Brighter didn’t merely provide a theoretical way of doing business. It knew what it was doing. At this point, it had five years of experience and understood how to engage individual providers and patients in a way larger insurance companies hadn’t yet figured out.
Patience and Persistence Pays Off — Series D
With multi-million dollar contracts and successful implementations with the largest dental carries, Brighter was well on its way to success. Brighter initiated its Series D financing in early 2016. Unfortunately, the timing wasn’t ideal. VCs were starting to tighten the purse strings and cutback on investments outside of their portfolio companies.

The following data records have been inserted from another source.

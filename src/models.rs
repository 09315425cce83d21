use std::fmt;
use std::str::FromStr;

use chrono::{DateTime, Utc};
use sea_orm::entity::prelude::StringLen;
use sea_orm::{DeriveActiveEnum, EnumIter};
use serde::{Deserialize, Serialize};
use utoipa::ToSchema;
use uuid::Uuid;

#[derive(
    Debug, Clone, Copy, PartialEq, Eq, EnumIter, DeriveActiveEnum, Serialize, Deserialize, ToSchema,
)]
#[sea_orm(rs_type = "String", db_type = "String(StringLen::None)")]
pub enum Category {
    #[sea_orm(string_value = "Footwear")]
    Footwear,
    #[sea_orm(string_value = "Apparel")]
    Apparel,
    #[sea_orm(string_value = "Equipment")]
    Equipment,
    #[sea_orm(string_value = "Accessories")]
    Accessories,
}

impl Category {
    pub fn as_str(&self) -> &'static str {
        match self {
            Category::Footwear => "Footwear",
            Category::Apparel => "Apparel",
            Category::Equipment => "Equipment",
            Category::Accessories => "Accessories",
        }
    }
}

impl fmt::Display for Category {
    fn fmt(&self, f: &mut fmt::Formatter<'_>) -> fmt::Result {
        f.write_str(self.as_str())
    }
}

impl FromStr for Category {
    type Err = ();

    fn from_str(s: &str) -> Result<Self, Self::Err> {
        match s {
            "Footwear" => Ok(Category::Footwear),
            "Apparel" => Ok(Category::Apparel),
            "Equipment" => Ok(Category::Equipment),
            "Accessories" => Ok(Category::Accessories),
            _ => Err(()),
        }
    }
}

#[derive(
    Debug, Clone, Copy, PartialEq, Eq, EnumIter, DeriveActiveEnum, Serialize, Deserialize, ToSchema,
)]
#[sea_orm(rs_type = "String", db_type = "String(StringLen::None)")]
pub enum OrderStatus {
    #[sea_orm(string_value = "Pending")]
    Pending,
    #[sea_orm(string_value = "Processing")]
    Processing,
    #[sea_orm(string_value = "Shipped")]
    Shipped,
    #[sea_orm(string_value = "Delivered")]
    Delivered,
    #[sea_orm(string_value = "Cancelled")]
    Cancelled,
}

impl OrderStatus {
    pub fn as_str(&self) -> &'static str {
        match self {
            OrderStatus::Pending => "Pending",
            OrderStatus::Processing => "Processing",
            OrderStatus::Shipped => "Shipped",
            OrderStatus::Delivered => "Delivered",
            OrderStatus::Cancelled => "Cancelled",
        }
    }

    pub fn is_terminal(&self) -> bool {
        matches!(self, OrderStatus::Delivered | OrderStatus::Cancelled)
    }

    /// Allowed-transition table. Forward moves along
    /// Pending -> Processing -> Shipped -> Delivered may skip steps;
    /// Cancelled is reachable from any non-terminal state; terminal
    /// states admit nothing.
    pub fn can_transition(&self, next: OrderStatus) -> bool {
        use OrderStatus::*;
        matches!(
            (self, next),
            (Pending, Processing)
                | (Pending, Shipped)
                | (Pending, Delivered)
                | (Pending, Cancelled)
                | (Processing, Shipped)
                | (Processing, Delivered)
                | (Processing, Cancelled)
                | (Shipped, Delivered)
                | (Shipped, Cancelled)
        )
    }
}

impl fmt::Display for OrderStatus {
    fn fmt(&self, f: &mut fmt::Formatter<'_>) -> fmt::Result {
        f.write_str(self.as_str())
    }
}

impl FromStr for OrderStatus {
    type Err = ();

    fn from_str(s: &str) -> Result<Self, Self::Err> {
        match s {
            "Pending" => Ok(OrderStatus::Pending),
            "Processing" => Ok(OrderStatus::Processing),
            "Shipped" => Ok(OrderStatus::Shipped),
            "Delivered" => Ok(OrderStatus::Delivered),
            "Cancelled" => Ok(OrderStatus::Cancelled),
            _ => Err(()),
        }
    }
}

/// Row shape of the `users` table; never serialized directly.
#[derive(Debug, Clone, sqlx::FromRow)]
pub struct User {
    pub id: Uuid,
    pub name: String,
    pub email: String,
    pub password_hash: String,
    pub role: String,
    pub created_at: DateTime<Utc>,
}

#[derive(Debug, Serialize, ToSchema)]
pub struct UserPublic {
    pub id: Uuid,
    pub name: String,
    pub email: String,
    pub role: String,
    pub created_at: DateTime<Utc>,
}

impl From<User> for UserPublic {
    fn from(user: User) -> Self {
        Self {
            id: user.id,
            name: user.name,
            email: user.email,
            role: user.role,
            created_at: user.created_at,
        }
    }
}

#[derive(Debug, Serialize, Deserialize, ToSchema)]
pub struct Product {
    pub id: Uuid,
    pub name: String,
    pub description: Option<String>,
    pub price: i64,
    pub category: Category,
    pub image: String,
    pub stock: i32,
    pub is_available: bool,
    pub created_at: DateTime<Utc>,
    pub updated_at: DateTime<Utc>,
}

/// One cart line: a denormalized snapshot of the product at add time.
#[derive(Debug, Serialize, Deserialize, ToSchema)]
pub struct CartLine {
    pub product_id: Uuid,
    pub name: String,
    pub price: i64,
    pub category: Category,
    pub image: Option<String>,
    pub quantity: i32,
}

#[derive(Debug, Clone, Serialize, Deserialize, ToSchema)]
pub struct ShippingAddress {
    pub full_name: String,
    pub address: String,
    pub city: String,
    pub postal_code: String,
    pub phone: String,
}

#[derive(Debug, Serialize, ToSchema)]
pub struct Order {
    pub id: Uuid,
    pub user_id: Uuid,
    pub subtotal: i64,
    pub tax: i64,
    pub shipping_fee: i64,
    pub total_amount: i64,
    pub status: OrderStatus,
    pub payment_method: String,
    pub is_paid: bool,
    pub paid_at: Option<DateTime<Utc>>,
    pub delivered_at: Option<DateTime<Utc>>,
    pub shipping_address: ShippingAddress,
    pub created_at: DateTime<Utc>,
    pub updated_at: DateTime<Utc>,
}

#[derive(Debug, Serialize, ToSchema)]
pub struct OrderItem {
    pub id: Uuid,
    pub order_id: Uuid,
    pub product_id: Uuid,
    pub name: String,
    pub price: i64,
    pub quantity: i32,
    pub image: Option<String>,
    pub created_at: DateTime<Utc>,
}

“I went to my board with a list of 15 venture capital firms that I didn’t have a relationship with that I needed help from my board in contacting,” says Winebaum. “Navin at Mayfield signed up for 12 of the 15 introductions, and within 24 hours I had appointments with 10 of them.” Brighter closed the round quickly at a solid valuation, putting the company on solid financial footing as it moved toward the future.
“Jake Winebaum is a successful serial entrepreneur who likes to solve big problems. When he decided to focus on the under-served $140 billion dental market in 2010, we knew he would create an innovative, mission-driven healthcare company that would make a big impact. Today Brighter is the industry’s leading dental insurance marketplace.”
Navin Chaddha, Mayfield
The Future Gets Brighter
“When we started 6 years ago,” says Winebaum, “the concept of using technology and consumerism to turn passive healthcare patients into healthcare consumers was just starting to percolate. Now, with healthcare costs continuing to rise out of control, transparency and digital engagement are widely acknowledged as the key to managing costs down. We were very early with our healthcare marketplace, but thanks to Mayfield and their patience and consistent support, we have turned that initial concept into an industry-leading platform and business.”